Der PDS-Star auf Wahlkampftournee: Seine Fans wollen nichts wissen von Bonusmeilen und Rücktritt. Es reicht ihnen völlig, dass Gysi ihr Messias ist

aus Gera und Erfurt JENS KÖNIG

Gregor Gysi ist nicht zurückgetreten. Er trägt einen dunklen Anzug, weißes Hemd, Krawatte. Er fährt in einem großen Audi durchs Land, vorn sitzt sein Chauffeur, hinten neben ihm seine Büroleiterin aus dem Wirtschaftssenat. Er telefoniert die ganze Zeit. Er hat viel zu tun. 40 Wahlkampfauftritte wird er bis zum 22. September absolvieren. Am Sonnabend war er in Thüringen, am Sonntag in Sachsen-Anhalt, am Donnerstag spricht er zum offiziellen Wahlkampfauftakt seiner Partei in Berlin.

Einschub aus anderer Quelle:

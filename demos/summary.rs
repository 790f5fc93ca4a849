use anyhow::{Context, Result};
use numkernel::{Array, Axis, Kernel, KernelConfig};

fn main() -> Result<()> {
    numkernel::logging::init("warn,numkernel=info");

    // 6 samples, 3 features
    let x = Array::from_json(&serde_json::json!([
        [5.1, 3.5, 1.4],
        [4.9, 3.0, 1.4],
        [6.2, 2.9, 4.3],
        [5.9, 3.0, 5.1],
        [6.7, 3.1, 4.4],
        [5.0, 3.4, 1.5],
    ]))
    .context("failed to classify feature matrix")?;

    let kernel = Kernel::new(KernelConfig::sequential());

    let (rows, cols) = x.shape();
    println!("X shape: ({}, {})", rows, cols);
    println!("column means: {}", serde_json::to_string(&kernel.mean(&x, Axis::Rows)?)?);
    println!("row means:    {}", serde_json::to_string(&kernel.mean(&x, Axis::Columns)?)?);
    println!("overall mean: {}", serde_json::to_string(&kernel.mean(&x, Axis::Flat)?)?);
    println!("column std (ddof=1): {}", serde_json::to_string(&kernel.std(&x, 1, Axis::Rows)?)?);
    println!("argsort per column:\n{}", kernel.argsort(&x, Axis::Rows)?);

    let cov = kernel.covariance(&x)?;
    println!("covariance:\n{}", cov);

    let eigen = kernel
        .eigen_solve_default(&cov)
        .context("covariance eigendecomposition failed")?;
    println!(
        "principal variances: {} ({} sweeps)",
        eigen.values, eigen.sweeps
    );

    let scores = Array::from_vector(vec![-2.0, -0.5, 0.0, 0.5, 2.0])?;
    println!("sigmoid: {}", kernel.sigmoid(&scores)?);

    match kernel.variance(&x, 0, Axis::Flat) {
        Ok(_) => println!("unexpected: flat variance succeeded"),
        Err(err) => println!("flat variance refused: {}", err),
    }

    Ok(())
}
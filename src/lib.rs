//! numkernel: stable ordering and axis-aware reductions over rectangular arrays.
//!
//! Input is classified once into an [`Array`] (a vector or a rectangular
//! matrix) and then handed to one of the engines:
//!
//! * ordering: [`sort`], [`argsort`], [`argmin`], [`argmax`];
//! * reductions: [`mean`], [`variance`], [`std`], [`covariance`], plus
//!   [`max_occurence`] and [`sigmoid`];
//! * linear algebra: [`dot`], [`power`], [`subtract`], [`divide`], [`sum`],
//!   [`transpose`], [`least_squares`], [`eigen_solve`].
//!
//! Every operation is a pure function of its input. The free functions below
//! use a default [`Kernel`]; build one from a [`KernelConfig`] to control
//! when per-row/per-column work is spread over the rayon pool.
//!
//! ```
//! use numkernel::{Array, Axis};
//!
//! let v = Array::from_vector(vec![-5, 3, 10, 2, 1, -1]).unwrap();
//! let order = numkernel::argsort(&v, Axis::Rows).unwrap();
//! assert_eq!(order.as_vector().unwrap().to_vec(), vec![0, 5, 4, 3, 1, 2]);
//! ```
pub mod config;
pub mod error;
pub mod kernel;
pub mod linalg;
pub mod logging;
pub mod math;
pub mod ordering;
pub mod shape;
pub mod stats;

pub use config::KernelConfig;
pub use error::{KernelError, Result};
pub use kernel::Kernel;
pub use linalg::{Eigen, Product};
pub use math::{Array1, Array2};
pub use shape::{Array, Axis, Reduction};

pub fn sort(array: &Array, axis: Axis) -> Result<Array> {
    Kernel::default().sort(array, axis)
}

pub fn argsort(array: &Array, axis: Axis) -> Result<Array<usize>> {
    Kernel::default().argsort(array, axis)
}

pub fn argmin(array: &Array, axis: Axis) -> Result<Reduction<usize>> {
    Kernel::default().argmin(array, axis)
}

pub fn argmax(array: &Array, axis: Axis) -> Result<Reduction<usize>> {
    Kernel::default().argmax(array, axis)
}

pub fn mean(array: &Array, axis: Axis) -> Result<Reduction<f64>> {
    Kernel::default().mean(array, axis)
}

pub fn variance(array: &Array, ddof: usize, axis: Axis) -> Result<Reduction<f64>> {
    Kernel::default().variance(array, ddof, axis)
}

pub fn std(array: &Array, ddof: usize, axis: Axis) -> Result<Reduction<f64>> {
    Kernel::default().std(array, ddof, axis)
}

pub fn covariance(array: &Array) -> Result<Array> {
    Kernel::default().covariance(array)
}

pub fn max_occurence(array: &Array) -> Result<f64> {
    Kernel::default().max_occurence(array)
}

pub fn sigmoid(array: &Array) -> Result<Array1<f64>> {
    Kernel::default().sigmoid(array)
}

pub fn dot(a: &Array, b: &Array) -> Result<Product> {
    Kernel::default().dot(a, b)
}

pub fn power(array: &Array, p: i32) -> Result<Array> {
    Kernel::default().power(array, p)
}

pub fn subtract(a: &Array, b: &Array) -> Result<Array> {
    Kernel::default().subtract(a, b)
}

pub fn divide(array: &Array, divisor: f64) -> Result<Array> {
    Kernel::default().divide(array, divisor)
}

pub fn sum(array: &Array) -> Result<f64> {
    Kernel::default().sum(array)
}

pub fn transpose(array: &Array) -> Result<Array> {
    Kernel::default().transpose(array)
}

pub fn least_squares(x: &Array, y: &Array) -> Result<Array1<f64>> {
    Kernel::default().least_squares(x, y)
}

pub fn eigen_solve(array: &Array, tolerance: f64, max_iterations: usize) -> Result<Eigen> {
    Kernel::default().eigen_solve(array, tolerance, max_iterations)
}
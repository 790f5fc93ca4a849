//! Owned, row-major containers backing the kernel's array model.
//!
//! `Array1` is a 1-D vector and `Array2` a dense 2-D matrix. Both are plain
//! `Vec`-backed values with no views or strides: every operation in the
//! crate returns a freshly allocated container.
pub mod matrix;
pub mod vector;

pub use matrix::{Array2, ShapeError};
pub use vector::Array1;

Gregor Gysi kann gar nicht zurückgetreten sein. Wenn er aus dem Auto steigt, kommen die Menschen auf ihn zu, schütteln ihm die Hand, lassen sich mit ihm zusammen fotografieren. Manche Frauen stecken ihm kleine Geschenke zu. Gysi reagiert darauf immer noch genauso verlegen wie am ersten Tag. Erst wenn er auf der Bühne steht, wird er locker. Er redet dann eine halbe Stunde am Stück, ohne Manuskript. „Die PDS ist die einzige Partei, die Stoiber verhindern kann“, ruft er von der Bühne herab, „wir werden zwar keine Koalition mit der SPD eingehen, wir werden eine rot-grüne Regierung auch nicht tolerieren. Aber es gibt da noch etwas Drittes, das ich jetzt allerdings nicht verraten kann, weil es sonst nur zerredet wird.“ Die Zuhörer johlen. Niemand fragt Gysi nach der Bonusmeilen-Affäre. Kein einziger will wissen, wie das mit dem Rücktritt war. Warum sollten sie auch? Gysi ist doch da! Gysi verhindert, dass Stoiber Kanzler wird! Gysi rettet Deutschland! Und er verrät nicht einmal, wie es geht.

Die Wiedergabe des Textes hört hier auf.